Im Folgenden sollen Details zu den Anforderungen an die Lagerung von Arzneimitteln aufgezeigt und Erläuterung zu deren Umsetzung im Rahmen eines Bauprojekts der Spedition Hütter gegeben werden.
Anforderungen an ein Pharmalager
Die Räumlichkeiten sollen ausreichend dimensioniert und beleuchtet sein und sich in einem angemessenen baulichen Zustand befinden, da sie letztendlich die Hardware für eine ordentliche Lagerhaltung sind. Die angemessene Größe gilt ebenfalls für Wareneingangs-/ausgangsbereiche und die Sonderzonen (Quarantäne, Sperrlager, Vernichtungslager, Retourenlager). Insbesondere bei den Wareneingangs-/ausgangsbereichen ist ein Konzept gefragt, das flexibel an das Volumen des Warenumschlags angepasst werden kann. Dabei ist grundlegend, dass eine deutlich abgegrenzte Fläche für die Bereiche ausgewiesen wird. Optional kann eine Pufferfläche Spitzen abdecken.
Die angemessene Größe ist bei einem Neubau eine unscharfe Größe, denn in der Regel ist das Volumen der einzulagernden und/oder umzuschlagenden Produkte nicht genau prognostizierbar. Hier hilft immer der Ansatz, „auf Zuwachs“ zu planen. Orientierung kann man sicherlich auch durch Betrachtung anderer Pharmalager gewinnen. Dies setzt selbstverständlich voraus, dass sich mit dem vorhandenen Baugrund die Wunschgröße auch realisieren lässt.

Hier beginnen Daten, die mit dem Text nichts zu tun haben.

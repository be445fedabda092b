use crate::command;
use crate::error::{NetworkError, Result};
use async_trait::async_trait;
use dashmap::DashMap;
use serde::{Deserialize, Serialize};
use std::sync::Arc;
use tokio::sync::Mutex;
use tracing::{debug, info, warn};
use vpn_types::{FirewallAction, FirewallRule, NetworkProtocol, PortValidator};

/// Protocol selector accepted by open/close requests
#[derive(Debug, Clone, Copy, PartialEq, Eq, Default, Serialize, Deserialize)]
#[serde(rename_all = "lowercase")]
pub enum FirewallProtocol {
    #[default]
    Tcp,
    Udp,
    Both,
}

impl FirewallProtocol {
    pub fn expand(&self) -> Vec<NetworkProtocol> {
        match self {
            FirewallProtocol::Tcp => vec![NetworkProtocol::Tcp],
            FirewallProtocol::Udp => vec![NetworkProtocol::Udp],
            FirewallProtocol::Both => vec![NetworkProtocol::Tcp, NetworkProtocol::Udp],
        }
    }
}

impl std::str::FromStr for FirewallProtocol {
    type Err = NetworkError;

    fn from_str(s: &str) -> Result<Self> {
        match s.trim().to_lowercase().as_str() {
            "" | "tcp" => Ok(FirewallProtocol::Tcp),
            "udp" => Ok(FirewallProtocol::Udp),
            "both" => Ok(FirewallProtocol::Both),
            other => Err(NetworkError::validation(format!(
                "Protocol must be tcp, udp or both, got '{}'",
                other
            ))),
        }
    }
}

#[derive(Debug, Clone, Serialize, Deserialize)]
#[serde(rename_all = "camelCase")]
pub struct FirewallRequest {
    pub port: u16,
    #[serde(default)]
    pub protocol: FirewallProtocol,
}

impl FirewallRequest {
    pub fn new(port: u16, protocol: FirewallProtocol) -> Self {
        Self { port, protocol }
    }
}

#[derive(Debug, Clone, Serialize, Deserialize)]
#[serde(rename_all = "camelCase")]
pub struct FirewallStatus {
    pub enabled: bool,
    pub rules: Vec<FirewallRule>,
}

/// OS firewall operations used by [`FirewallManager`]
#[async_trait]
pub trait FirewallBackend: Send + Sync {
    /// Whether the firewall tool can be used at all
    async fn is_enabled(&self) -> bool;

    async fn list_rules(&self) -> Result<Vec<FirewallRule>>;

    async fn has_allow(&self, port: u16, protocol: NetworkProtocol) -> Result<bool>;

    async fn insert_allow(&self, port: u16, protocol: NetworkProtocol) -> Result<()>;

    async fn delete_allow(&self, port: u16, protocol: NetworkProtocol) -> Result<()>;
}

/// Manages `-j ACCEPT` rules in one iptables chain
#[derive(Debug, Clone)]
pub struct IptablesBackend {
    binary: String,
    chain: String,
}

impl Default for IptablesBackend {
    fn default() -> Self {
        Self::new("iptables", "INPUT")
    }
}

impl IptablesBackend {
    pub fn new(binary: impl Into<String>, chain: impl Into<String>) -> Self {
        Self {
            binary: binary.into(),
            chain: chain.into(),
        }
    }

    fn rule_args<'a>(&'a self, op: &'a str, port: &'a str, protocol: NetworkProtocol) -> Vec<&'a str> {
        vec![
            "-w",
            op,
            self.chain.as_str(),
            "-p",
            protocol.as_str(),
            "--dport",
            port,
            "-j",
            "ACCEPT",
        ]
    }

    async fn mutate(&self, op: &str, port: u16, protocol: NetworkProtocol) -> Result<()> {
        let port_str = port.to_string();
        let output = command::run(&self.binary, &self.rule_args(op, &port_str, protocol)).await?;
        if output.status.success() {
            return Ok(());
        }
        Err(classify_failure(output.status.code(), &command::stderr_of(&output)))
    }
}

/// Map a failed iptables invocation onto an error
fn classify_failure(code: Option<i32>, stderr: &str) -> NetworkError {
    let lowered = stderr.to_lowercase();
    if code == Some(4)
        || lowered.contains("permission denied")
        || lowered.contains("you must be root")
        || lowered.contains("operation not permitted")
    {
        NetworkError::PermissionDenied(stderr.to_string())
    } else {
        NetworkError::FirewallError(format!(
            "iptables exited with {}: {}",
            code.map(|c| c.to_string()).unwrap_or_else(|| "signal".to_string()),
            stderr
        ))
    }
}

#[async_trait]
impl FirewallBackend for IptablesBackend {
    async fn is_enabled(&self) -> bool {
        match command::run(&self.binary, &["-w", "-S", self.chain.as_str()]).await {
            Ok(output) => output.status.success(),
            Err(e) => {
                debug!(error = %e, "iptables not usable");
                false
            }
        }
    }

    async fn list_rules(&self) -> Result<Vec<FirewallRule>> {
        let output = command::run(&self.binary, &["-w", "-S", self.chain.as_str()]).await?;
        if !output.status.success() {
            return Err(classify_failure(output.status.code(), &command::stderr_of(&output)));
        }
        Ok(parse_iptables_rules(
            &String::from_utf8_lossy(&output.stdout),
            &self.chain,
        ))
    }

    async fn has_allow(&self, port: u16, protocol: NetworkProtocol) -> Result<bool> {
        let port_str = port.to_string();
        let output = command::run(&self.binary, &self.rule_args("-C", &port_str, protocol)).await?;
        match output.status.code() {
            Some(0) => Ok(true),
            // `-C` exits 1 when no matching rule exists
            Some(1) => Ok(false),
            code => Err(classify_failure(code, &command::stderr_of(&output))),
        }
    }

    async fn insert_allow(&self, port: u16, protocol: NetworkProtocol) -> Result<()> {
        self.mutate("-I", port, protocol).await
    }

    async fn delete_allow(&self, port: u16, protocol: NetworkProtocol) -> Result<()> {
        self.mutate("-D", port, protocol).await
    }
}

/// Parse `iptables -S <chain>` output into per-port rules.
///
/// Rules without a single `--dport`, or with targets other than
/// ACCEPT/DROP/REJECT, are skipped.
pub fn parse_iptables_rules(output: &str, chain: &str) -> Vec<FirewallRule> {
    output
        .lines()
        .filter_map(|line| {
            let tokens: Vec<&str> = line.split_whitespace().collect();
            if tokens.len() < 2 || tokens[0] != "-A" || tokens[1] != chain {
                return None;
            }

            let value_of = |flag: &str| {
                tokens
                    .iter()
                    .position(|t| *t == flag)
                    .and_then(|i| tokens.get(i + 1).copied())
            };

            let protocol = value_of("-p")?.parse::<NetworkProtocol>().ok()?;
            let port = value_of("--dport")?.parse::<u16>().ok()?;
            let action = match value_of("-j")? {
                "ACCEPT" => FirewallAction::Allow,
                "DROP" | "REJECT" => FirewallAction::Deny,
                _ => return None,
            };
            let source = value_of("-s").map(str::to_string);

            Some(FirewallRule {
                port,
                protocol,
                action,
                source,
            })
        })
        .collect()
}

type RuleKey = (u16, NetworkProtocol);

/// Opens and closes firewall ports.
///
/// Mutations on the same (port, protocol) key are serialized through a
/// per-key lock, so concurrent open/close calls apply in lock order and the
/// last one wins.
pub struct FirewallManager {
    backend: Arc<dyn FirewallBackend>,
    locks: DashMap<RuleKey, Arc<Mutex<()>>>,
}

impl FirewallManager {
    pub fn new(backend: Arc<dyn FirewallBackend>) -> Self {
        Self {
            backend,
            locks: DashMap::new(),
        }
    }

    pub fn iptables() -> Self {
        Self::new(Arc::new(IptablesBackend::default()))
    }

    fn lock_for(&self, key: RuleKey) -> Arc<Mutex<()>> {
        self.locks
            .entry(key)
            .or_insert_with(|| Arc::new(Mutex::new(())))
            .clone()
    }

    /// Current rules as read from the OS, never cached
    pub async fn rules(&self) -> Result<Vec<FirewallRule>> {
        self.backend.list_rules().await
    }

    pub async fn status(&self) -> Result<FirewallStatus> {
        if !self.backend.is_enabled().await {
            return Ok(FirewallStatus {
                enabled: false,
                rules: Vec::new(),
            });
        }
        Ok(FirewallStatus {
            enabled: true,
            rules: self.backend.list_rules().await?,
        })
    }

    /// Ensure an allow rule exists for every protocol in the request
    pub async fn open(&self, request: &FirewallRequest) -> Result<Vec<FirewallRule>> {
        PortValidator::validate(request.port)?;

        let mut applied = Vec::new();
        for protocol in request.protocol.expand() {
            let lock = self.lock_for((request.port, protocol));
            let _guard = lock.lock().await;

            if self.backend.has_allow(request.port, protocol).await? {
                debug!(port = request.port, %protocol, "allow rule already present");
            } else {
                self.backend.insert_allow(request.port, protocol).await?;
                info!(port = request.port, %protocol, "firewall port opened");
            }
            applied.push(FirewallRule::allow(request.port, protocol));
        }
        Ok(applied)
    }

    /// Remove every allow rule for the requested port and protocols
    pub async fn close(&self, request: &FirewallRequest) -> Result<Vec<FirewallRule>> {
        PortValidator::validate(request.port)?;

        // Bound on duplicate rules removed per call
        const MAX_DELETES: usize = 32;

        let mut removed = Vec::new();
        for protocol in request.protocol.expand() {
            let lock = self.lock_for((request.port, protocol));
            let _guard = lock.lock().await;

            let mut deleted = 0;
            while deleted < MAX_DELETES && self.backend.has_allow(request.port, protocol).await? {
                self.backend.delete_allow(request.port, protocol).await?;
                deleted += 1;
            }
            if deleted == MAX_DELETES {
                warn!(port = request.port, %protocol, "stopped removing duplicate allow rules");
            }

            if deleted > 0 {
                info!(port = request.port, %protocol, deleted, "firewall port closed");
            } else {
                debug!(port = request.port, %protocol, "no allow rule to remove");
            }
            removed.push(FirewallRule::allow(request.port, protocol));
        }
        Ok(removed)
    }
}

Lagerräumlichkeiten sollten über eine Zutrittskontrolle verfügen. Dies wird bei Neubauten in der Regel über Chipsysteme realisiert. Der Vorteil besteht darin, dass den Mitarbeitenden individuell Zutritt zu ausgewiesenen Bereichen erteilt wird, ebenso ist der Entzug der Erlaubnis unkompliziert und sehr schnell umzusetzen, indem der individuelle Chip gesperrt wird. Auf Prozessebene sind Anweisungen für Besucher und Handwerker zu verankern. Beim Thema Gebäudesicherheit ist es hilfreich, sich an den Facility Security Requirements der TAPA (Transported Asset Protection Association) zu orientieren und ggf. eine Zertifizierung in diesem Bereich anzustreben. Als Zwischenschritt kann die Zulassung als reglementierter Beauftragter und bekannter Versender durch das Luftfahrt-Bundesamt dienen.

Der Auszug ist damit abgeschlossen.